> [EXERCISE DIRECTIONS]: Set down exactly, from the records below, the line with "filename src/domain/forecast/plausibility.rs" through the line with "pub fn check_prediction(inputs: &WindowInputs)", and nothing else.

> [Dataset excerpts]:
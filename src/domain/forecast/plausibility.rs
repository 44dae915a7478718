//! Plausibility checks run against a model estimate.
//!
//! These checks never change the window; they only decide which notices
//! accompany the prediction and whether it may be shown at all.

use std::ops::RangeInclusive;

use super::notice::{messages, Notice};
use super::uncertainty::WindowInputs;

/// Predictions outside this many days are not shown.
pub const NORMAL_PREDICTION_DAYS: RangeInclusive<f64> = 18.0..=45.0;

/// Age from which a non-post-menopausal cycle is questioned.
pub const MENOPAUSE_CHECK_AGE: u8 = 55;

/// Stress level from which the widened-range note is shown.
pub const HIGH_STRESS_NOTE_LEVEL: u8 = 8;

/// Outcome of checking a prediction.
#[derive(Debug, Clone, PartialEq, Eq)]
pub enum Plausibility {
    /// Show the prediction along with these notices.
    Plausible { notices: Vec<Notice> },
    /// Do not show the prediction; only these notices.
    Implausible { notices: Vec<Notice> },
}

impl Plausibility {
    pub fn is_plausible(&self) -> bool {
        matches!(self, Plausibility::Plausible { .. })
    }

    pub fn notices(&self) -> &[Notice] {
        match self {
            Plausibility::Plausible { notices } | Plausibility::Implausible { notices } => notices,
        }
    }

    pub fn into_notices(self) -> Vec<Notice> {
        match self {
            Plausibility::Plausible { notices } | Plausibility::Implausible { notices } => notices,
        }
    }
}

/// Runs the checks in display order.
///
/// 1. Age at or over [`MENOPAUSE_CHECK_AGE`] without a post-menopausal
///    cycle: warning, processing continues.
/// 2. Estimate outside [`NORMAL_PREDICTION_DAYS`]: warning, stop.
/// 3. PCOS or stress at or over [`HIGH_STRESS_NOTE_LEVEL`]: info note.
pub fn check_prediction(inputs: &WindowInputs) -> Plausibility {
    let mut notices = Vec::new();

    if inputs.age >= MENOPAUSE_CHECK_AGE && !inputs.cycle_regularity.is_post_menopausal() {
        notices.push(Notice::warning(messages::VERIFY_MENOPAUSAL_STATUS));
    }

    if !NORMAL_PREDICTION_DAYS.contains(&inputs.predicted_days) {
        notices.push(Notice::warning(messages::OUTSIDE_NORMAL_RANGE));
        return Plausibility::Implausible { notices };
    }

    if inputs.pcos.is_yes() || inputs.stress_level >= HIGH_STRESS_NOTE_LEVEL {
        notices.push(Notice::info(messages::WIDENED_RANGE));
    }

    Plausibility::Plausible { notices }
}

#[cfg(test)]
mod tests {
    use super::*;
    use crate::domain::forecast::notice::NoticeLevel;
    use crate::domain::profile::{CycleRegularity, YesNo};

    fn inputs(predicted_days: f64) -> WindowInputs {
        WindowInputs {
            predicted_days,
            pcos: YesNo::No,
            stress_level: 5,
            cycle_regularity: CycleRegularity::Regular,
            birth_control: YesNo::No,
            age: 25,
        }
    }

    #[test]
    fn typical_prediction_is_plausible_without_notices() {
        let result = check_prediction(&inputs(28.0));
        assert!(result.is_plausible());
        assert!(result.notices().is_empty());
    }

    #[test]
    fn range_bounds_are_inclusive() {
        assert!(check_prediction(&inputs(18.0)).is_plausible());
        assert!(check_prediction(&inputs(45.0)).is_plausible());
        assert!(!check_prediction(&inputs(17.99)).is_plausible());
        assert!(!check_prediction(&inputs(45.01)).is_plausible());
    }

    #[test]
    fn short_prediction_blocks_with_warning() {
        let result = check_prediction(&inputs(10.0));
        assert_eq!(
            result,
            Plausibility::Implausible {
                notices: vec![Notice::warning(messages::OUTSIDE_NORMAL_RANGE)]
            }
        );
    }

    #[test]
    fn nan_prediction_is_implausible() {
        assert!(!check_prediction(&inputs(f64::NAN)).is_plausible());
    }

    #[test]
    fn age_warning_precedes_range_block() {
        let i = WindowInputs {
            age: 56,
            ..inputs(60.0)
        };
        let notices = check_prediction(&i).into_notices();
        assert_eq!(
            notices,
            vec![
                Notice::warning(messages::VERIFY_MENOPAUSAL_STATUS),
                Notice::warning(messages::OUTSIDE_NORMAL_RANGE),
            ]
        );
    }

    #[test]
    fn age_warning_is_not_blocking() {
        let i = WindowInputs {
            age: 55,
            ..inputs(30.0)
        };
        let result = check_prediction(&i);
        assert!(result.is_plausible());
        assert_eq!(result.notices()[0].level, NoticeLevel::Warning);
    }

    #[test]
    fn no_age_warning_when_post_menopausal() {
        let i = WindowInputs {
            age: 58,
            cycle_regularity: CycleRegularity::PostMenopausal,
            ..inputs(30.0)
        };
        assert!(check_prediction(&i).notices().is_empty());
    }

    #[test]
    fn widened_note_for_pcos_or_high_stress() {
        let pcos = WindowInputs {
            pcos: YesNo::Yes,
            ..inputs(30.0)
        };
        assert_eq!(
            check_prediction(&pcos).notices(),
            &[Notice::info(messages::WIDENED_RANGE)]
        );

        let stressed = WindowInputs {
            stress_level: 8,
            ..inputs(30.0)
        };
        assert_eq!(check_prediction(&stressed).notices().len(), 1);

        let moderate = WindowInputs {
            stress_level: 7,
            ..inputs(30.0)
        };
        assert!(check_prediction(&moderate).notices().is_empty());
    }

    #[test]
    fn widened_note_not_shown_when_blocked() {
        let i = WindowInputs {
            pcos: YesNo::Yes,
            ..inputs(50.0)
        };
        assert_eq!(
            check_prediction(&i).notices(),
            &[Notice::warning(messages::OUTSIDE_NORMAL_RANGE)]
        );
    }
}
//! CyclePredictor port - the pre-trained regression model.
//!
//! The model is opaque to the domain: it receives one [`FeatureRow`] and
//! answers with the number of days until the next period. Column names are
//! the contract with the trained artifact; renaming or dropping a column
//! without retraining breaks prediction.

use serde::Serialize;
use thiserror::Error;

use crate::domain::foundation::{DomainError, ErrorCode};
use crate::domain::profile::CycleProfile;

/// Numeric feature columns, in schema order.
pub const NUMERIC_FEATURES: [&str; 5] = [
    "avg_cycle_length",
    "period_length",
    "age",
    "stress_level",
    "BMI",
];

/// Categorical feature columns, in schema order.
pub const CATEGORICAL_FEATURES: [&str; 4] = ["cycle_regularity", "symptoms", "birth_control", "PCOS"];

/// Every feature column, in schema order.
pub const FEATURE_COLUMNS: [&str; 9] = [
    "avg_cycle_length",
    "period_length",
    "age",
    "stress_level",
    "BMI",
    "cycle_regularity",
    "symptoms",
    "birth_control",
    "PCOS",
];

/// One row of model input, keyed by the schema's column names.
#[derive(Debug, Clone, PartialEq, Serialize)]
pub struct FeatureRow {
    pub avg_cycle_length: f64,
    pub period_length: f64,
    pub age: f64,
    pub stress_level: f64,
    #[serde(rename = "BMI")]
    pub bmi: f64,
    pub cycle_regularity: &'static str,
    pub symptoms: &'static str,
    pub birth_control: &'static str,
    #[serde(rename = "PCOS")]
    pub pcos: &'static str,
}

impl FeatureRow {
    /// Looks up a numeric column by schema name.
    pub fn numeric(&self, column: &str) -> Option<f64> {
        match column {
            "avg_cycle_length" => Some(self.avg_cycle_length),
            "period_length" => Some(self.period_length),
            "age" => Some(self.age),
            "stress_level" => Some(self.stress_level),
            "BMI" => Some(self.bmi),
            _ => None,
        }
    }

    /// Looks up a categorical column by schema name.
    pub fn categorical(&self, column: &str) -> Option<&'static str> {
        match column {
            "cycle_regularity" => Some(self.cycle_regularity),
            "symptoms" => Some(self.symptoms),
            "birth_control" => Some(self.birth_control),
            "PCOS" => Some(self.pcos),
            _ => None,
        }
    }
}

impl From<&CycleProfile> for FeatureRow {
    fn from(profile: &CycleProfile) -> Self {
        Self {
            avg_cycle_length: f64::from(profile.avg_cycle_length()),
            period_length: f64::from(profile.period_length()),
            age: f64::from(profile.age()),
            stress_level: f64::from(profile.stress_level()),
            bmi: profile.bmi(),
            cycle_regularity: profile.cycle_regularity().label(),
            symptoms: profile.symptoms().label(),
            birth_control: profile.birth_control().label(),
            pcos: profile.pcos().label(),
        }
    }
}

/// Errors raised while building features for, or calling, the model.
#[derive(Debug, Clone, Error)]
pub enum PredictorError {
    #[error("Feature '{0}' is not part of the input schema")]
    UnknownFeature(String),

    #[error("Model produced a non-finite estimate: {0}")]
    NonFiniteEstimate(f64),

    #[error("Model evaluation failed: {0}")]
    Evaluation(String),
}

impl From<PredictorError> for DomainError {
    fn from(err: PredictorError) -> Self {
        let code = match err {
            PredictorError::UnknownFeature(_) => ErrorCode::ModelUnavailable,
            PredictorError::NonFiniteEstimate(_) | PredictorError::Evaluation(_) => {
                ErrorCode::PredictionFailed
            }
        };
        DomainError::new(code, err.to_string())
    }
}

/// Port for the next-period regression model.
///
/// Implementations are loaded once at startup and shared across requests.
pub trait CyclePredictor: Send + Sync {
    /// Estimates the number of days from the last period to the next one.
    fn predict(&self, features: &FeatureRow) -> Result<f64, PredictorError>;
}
--
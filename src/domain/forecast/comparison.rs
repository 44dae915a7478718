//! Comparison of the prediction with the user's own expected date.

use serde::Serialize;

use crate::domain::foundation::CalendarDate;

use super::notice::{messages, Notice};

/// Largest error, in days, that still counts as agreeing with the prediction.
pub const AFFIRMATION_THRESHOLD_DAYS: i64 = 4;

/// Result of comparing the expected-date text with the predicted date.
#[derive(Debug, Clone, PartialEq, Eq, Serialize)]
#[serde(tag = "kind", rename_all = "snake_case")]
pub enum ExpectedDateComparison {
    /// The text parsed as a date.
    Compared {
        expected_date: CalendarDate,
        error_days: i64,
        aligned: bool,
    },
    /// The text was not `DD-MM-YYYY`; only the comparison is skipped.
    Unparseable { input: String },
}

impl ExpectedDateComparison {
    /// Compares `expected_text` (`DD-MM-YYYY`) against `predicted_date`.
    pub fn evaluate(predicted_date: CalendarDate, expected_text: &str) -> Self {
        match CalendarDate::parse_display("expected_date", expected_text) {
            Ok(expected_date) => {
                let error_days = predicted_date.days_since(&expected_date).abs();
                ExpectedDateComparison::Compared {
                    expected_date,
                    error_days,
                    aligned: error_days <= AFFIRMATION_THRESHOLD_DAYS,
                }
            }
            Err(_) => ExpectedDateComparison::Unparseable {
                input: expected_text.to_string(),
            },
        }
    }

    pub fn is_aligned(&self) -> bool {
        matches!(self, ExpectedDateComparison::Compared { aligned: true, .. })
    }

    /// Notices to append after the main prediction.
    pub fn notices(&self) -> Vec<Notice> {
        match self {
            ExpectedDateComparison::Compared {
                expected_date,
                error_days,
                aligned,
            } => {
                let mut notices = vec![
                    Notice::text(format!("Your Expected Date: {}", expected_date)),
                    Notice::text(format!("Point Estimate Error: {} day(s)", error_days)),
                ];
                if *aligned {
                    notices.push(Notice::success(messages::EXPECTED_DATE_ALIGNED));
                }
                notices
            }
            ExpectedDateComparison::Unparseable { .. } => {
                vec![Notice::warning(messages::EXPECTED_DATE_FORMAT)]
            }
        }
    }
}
--
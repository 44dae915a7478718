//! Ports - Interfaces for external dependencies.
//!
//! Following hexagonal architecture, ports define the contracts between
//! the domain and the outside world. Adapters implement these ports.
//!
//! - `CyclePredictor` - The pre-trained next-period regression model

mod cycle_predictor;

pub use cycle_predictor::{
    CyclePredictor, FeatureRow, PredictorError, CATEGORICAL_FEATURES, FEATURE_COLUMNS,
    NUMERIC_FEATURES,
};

> [ANSWER TO THE PROBLEM]:
filename src/domain/forecast/plausibility.rs
repository 44dae915a7478718
//! Plausibility checks run against a model estimate.
//!
//! These checks never change the window; they only decide which notices
//! accompany the prediction and whether it may be shown at all.

use std::ops::RangeInclusive;

use super::notice::{messages, Notice};
use super::uncertainty::WindowInputs;

/// Predictions outside this many days are not shown.
pub const NORMAL_PREDICTION_DAYS: RangeInclusive<f64> = 18.0..=45.0;

/// Age from which a non-post-menopausal cycle is questioned.
pub const MENOPAUSE_CHECK_AGE: u8 = 55;

/// Stress level from which the widened-range note is shown.
pub const HIGH_STRESS_NOTE_LEVEL: u8 = 8;

/// Outcome of checking a prediction.
#[derive(Debug, Clone, PartialEq, Eq)]
pub enum Plausibility {
    /// Show the prediction along with these notices.
    Plausible { notices: Vec<Notice> },
    /// Do not show the prediction; only these notices.
    Implausible { notices: Vec<Notice> },
}

impl Plausibility {
    pub fn is_plausible(&self) -> bool {
        matches!(self, Plausibility::Plausible { .. })
    }

    pub fn notices(&self) -> &[Notice] {
        match self {
            Plausibility::Plausible { notices } | Plausibility::Implausible { notices } => notices,
        }
    }

    pub fn into_notices(self) -> Vec<Notice> {
        match self {
            Plausibility::Plausible { notices } | Plausibility::Implausible { notices } => notices,
        }
    }
}

/// Runs the checks in display order.
///
/// 1. Age at or over [`MENOPAUSE_CHECK_AGE`] without a post-menopausal
///    cycle: warning, processing continues.
/// 2. Estimate outside [`NORMAL_PREDICTION_DAYS`]: warning, stop.
/// 3. PCOS or stress at or over [`HIGH_STRESS_NOTE_LEVEL`]: info note.
pub fn check_prediction(inputs: &WindowInputs) -> Plausibility {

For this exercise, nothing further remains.